ESPN Ombudsman Finds ESPN Isn't Airing Enough Advocacy Against 'Jock Culture Attitudes and Politics'

March 25th, 2014 3:02 PM

In case you’re one of those conservatives that doesn’t want liberal social crusades constantly mixed in your sports journalism, see D.C. sports radio host Steve Czaban. He has a blog post titled “ESPN Will Force You To Care! Resistance Is Futile.”

ESPN ombudsman Robert Lipsyte  – a former New York Times columnist whose more recent home is Mother Jones – is lecturing the less-than-progressives, as he summarizes the viewpoint: “Enough already about Michael Sam, Jason Collins, Richie Incognito, Jonathan Martin, concussions and the N-word. I turn on ESPN to get away from the stress of everyday life, to relax with my friends, to share some family time with the kids. Why do you keep shoving that stuff in my face?” Answer: More face-shoving!

I don’t think ESPN is actually shoving enough of that stuff in enough faces often enough. The coverage of issues that jump the white lines tends to be hit-and-run, treated as isolated events rather than as a web of Jock Culture attitudes and politics that are connected and need continual attention.

Unsurprisingly, when it came to gay athlete-activists like NBA player Jason Collins, Lipsyte lined up with Keith Olbermann in the incredibly tired assumption that the "homophobes" in this scenario are paralyzed by the fear of their own latent gayness:

Within the game, athletes who are uncomfortable with gay teammates (showering together is the avowed symbol of discomfort) may very well be insecure about the boundaries of their own sexuality. As far as I have seen, only one ESPN commentator, Keith Olbermann, has taken a run at that, and even he did so in an atypically oblique way.
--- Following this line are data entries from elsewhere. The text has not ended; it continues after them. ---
//! Error taxonomy for the orchestration engine.
//!
//! Every fallible operation in this crate returns [`MaestroError`], modeled
//! after the five classes described by the orchestration design: configuration
//! problems caught at construction time, dependency-graph cycles, play-level
//! orchestration failures, transient daemon/network errors, and user
//! parameter misuse.

use std::time::Duration;
use thiserror::Error;

/// Result type alias used throughout the crate.
pub type Result<T> = std::result::Result<T, MaestroError>;

/// Comprehensive error type for environment construction, planning, and play execution.
#[derive(Debug, Error)]
pub enum MaestroError {
    /// The environment description failed validation at construction time.
    #[error("configuration error: {message}")]
    Configuration {
        /// Details about what failed validation.
        message: String,
    },

    /// A dependency cycle was detected while planning or resolving the graph.
    #[error("dependency cycle detected, involving: {}", names.join(", "))]
    DependencyCycle {
        /// At least one container/service name participating in the cycle.
        names: Vec<String>,
    },

    /// A dependency name referenced by `requires`/`wants_info`/`volumes_from` does not exist.
    #[error("unknown dependency `{name}` referenced by `{from}`")]
    UnknownDependency {
        /// The container or service that made the reference.
        from: String,
        /// The name that could not be resolved.
        name: String,
    },

    /// A play-level failure: the orchestration procedure itself failed for a container.
    #[error("orchestration failed for container `{container}`: {message}")]
    Orchestration {
        /// The container the play was operating on.
        container: String,
        /// Details about the failure.
        message: String,
    },

    /// A transient failure talking to a Docker daemon: timeouts, connection refusal, DNS.
    #[error("transient error contacting ship `{ship}`: {message}")]
    Transient {
        /// The ship whose daemon could not be reached.
        ship: String,
        /// Details about the failure.
        message: String,
    },

    /// The command timed out.
    #[error("command timed out after {timeout:?}: {command}")]
    CommandTimeout {
        /// The command that was run.
        command: String,
        /// The configured timeout.
        timeout: Duration,
    },

    /// A `docker` subprocess exited non-zero.
    #[error("command failed (exit {exit_code}): {command}\nstdout: {stdout}\nstderr: {stderr}")]
    CommandFailed {
        /// The command that was run.
        command: String,
        /// Its exit code.
        exit_code: i32,
        /// Captured stdout.
        stdout: String,
        /// Captured stderr.
        stderr: String,
    },

    /// User misuse of an entry point (e.g. `logs` given multiple containers).
    #[error("parameter error: {message}")]
    Parameter {
        /// Details about the misuse.
        message: String,
    },

    /// Wraps an I/O error encountered spawning or communicating with a subprocess.
    #[error("I/O error during {context}: {source}")]
    Io {
        /// What was being attempted.
        context: String,
        /// The underlying I/O error.
        #[source]
        source: std::io::Error,
    },

    /// Wraps a YAML deserialization error from the configuration loader boundary.
    #[error("failed to parse environment configuration: {source}")]
    Yaml {
        /// The underlying parse error.
        #[source]
        source: serde_yaml::Error,
    },

    /// Wraps a JSON parse error, typically from `docker inspect`/`docker pull` output.
    #[error("failed to parse {context} as JSON: {source}")]
    Json {
        /// What was being parsed.
        context: String,
        /// The underlying parse error.
        #[source]
        source: serde_json::Error,
    },
}

impl MaestroError {
    /// Build a [`MaestroError::Configuration`].
    pub fn configuration(message: impl Into<String>) -> Self {
        Self::Configuration {
            message: message.into(),
        }
    }

    /// Build a [`MaestroError::DependencyCycle`].
    pub fn dependency_cycle(names: Vec<String>) -> Self {
        Self::DependencyCycle { names }
    }

    /// Build a [`MaestroError::UnknownDependency`].
    pub fn unknown_dependency(from: impl Into<String>, name: impl Into<String>) -> Self {
        Self::UnknownDependency {
            from: from.into(),
            name: name.into(),
        }
    }

    /// Build a [`MaestroError::Orchestration`].
    pub fn orchestration(container: impl Into<String>, message: impl Into<String>) -> Self {
        Self::Orchestration {
            container: container.into(),
            message: message.into(),
        }
    }

    /// Build a [`MaestroError::Transient`].
    pub fn transient(ship: impl Into<String>, message: impl Into<String>) -> Self {
        Self::Transient {
            ship: ship.into(),
            message: message.into(),
        }
    }

    /// Build a [`MaestroError::Parameter`].
    pub fn parameter(message: impl Into<String>) -> Self {
        Self::Parameter {
            message: message.into(),
        }
    }

    /// Build a [`MaestroError::CommandFailed`].
    pub fn command_failed(
        command: impl Into<String>,
        exit_code: i32,
        stdout: impl Into<String>,
        stderr: impl Into<String>,
    ) -> Self {
        Self::CommandFailed {
            command: command.into(),
            exit_code,
            stdout: stdout.into(),
            stderr: stderr.into(),
        }
    }

    /// Build a [`MaestroError::CommandTimeout`].
    pub fn command_timeout(command: impl Into<String>, timeout: Duration) -> Self {
        Self::CommandTimeout {
            command: command.into(),
            timeout,
        }
    }

    /// Build a [`MaestroError::Io`].
    pub fn io(context: impl Into<String>, source: std::io::Error) -> Self {
        Self::Io {
            context: context.into(),
            source,
        }
    }

    /// Build a [`MaestroError::Json`].
    pub fn json(context: impl Into<String>, source: serde_json::Error) -> Self {
        Self::Json {
            context: context.into(),
            source,
        }
    }

    /// Returns true if this error is fail-soft-safe, i.e. represents a single
    /// container/ship's failure rather than a systemic configuration problem.
    pub fn is_per_container(&self) -> bool {
        matches!(
            self,
            Self::Transient { .. }
                | Self::Orchestration { .. }
                | Self::CommandFailed { .. }
                | Self::CommandTimeout { .. }
        )
    }
}

impl From<serde_yaml::Error> for MaestroError {
    fn from(source: serde_yaml::Error) -> Self {
        Self::Yaml { source }
    }
}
Drawing on what he described as 20 years of conversations with friends who were elite athletes, Olbermann characterized the group as “ultra-physical beings” for whom “'love' and 'like' mean sex.” But they have “deep platonic affections” that come “closer than a family or a fraternity, closer than anything other than men at war.”

There can be a “confusion” here, says Olbermann, and a “fear that others might think [the athlete] was gay.” Gay slurs are often used by some athletes to “show they are not gay.”


Olbermann is smart and sophisticated, so I take his circumspection as respect for a minefield in sports -- so-called homoeroticism. It also exists in prisons, where I have taught, and in fraternity houses and Army barracks, where I’ve lived. It is, of course, “complex,” and needs more, not less, exposure because same-sex attraction can be very confusing to young athletes and fans; just what is platonic, homosexual or something in between? (One word sometimes used is “homosocial,” which can cover everything from, say, all-male "Monday Night Football" parties to man-crushes on celebrity players to the decisions young gay players must make about coming out or leaving a sport).

If you start listening through your sexuality/gender filters, the homosocial vibe is everywhere on ESPN. On Feb. 24, for example, “Numbers Never Lie” co-host Michael Smith discussed how teams might disregard character or NFL combine scores to pick a player who is a great physical specimen. It would be like, he said, choosing to ignore a woman’s dicey past because “Oh, my god, she’s so fine.”

In 2006, The New York Times not only sponsored the “Gay Games” taking place in Chicago, they hosted a “Times Talks” panel discussion titled “Brokeback Locker Room.” Lipsyte, then a Times contributor, was slated to discuss with a panel of six gay athletes (and no opposition) how the "climate of acceptance" has changed in professional sports, and "What can be done to reduce the level of homophobia in the locker room and the media?"

Before the Super Bowl in 2012, Lipsyte explained to Mother Jones readers that they should watch the game and not feel they are “celebrating the holiest day of violence, consumerism, and class warfare.” They could root for the “middle class” on the field:

Even with a progressive attitude, watching the Super Bowl, which seems to float on rivers of oil—think car ads—and beer, is not exactly like holding a OWS-style general assembly in the red zone. Nevertheless, it's a terrific visual of the American class divide. In their skyboxes, usually in jacket and tie, eating, drinking, and high-fiving—or scowling—are the one-percenters who own the team, which is usually not their only source of income.

Below them, on the field, are their employees (many of them temporary one-percenters, given the median league salary of at least $560,000), using up the capital of their bodies. If you want to root for the Patriots or the Giants, fine. I'll be rooting for the working class.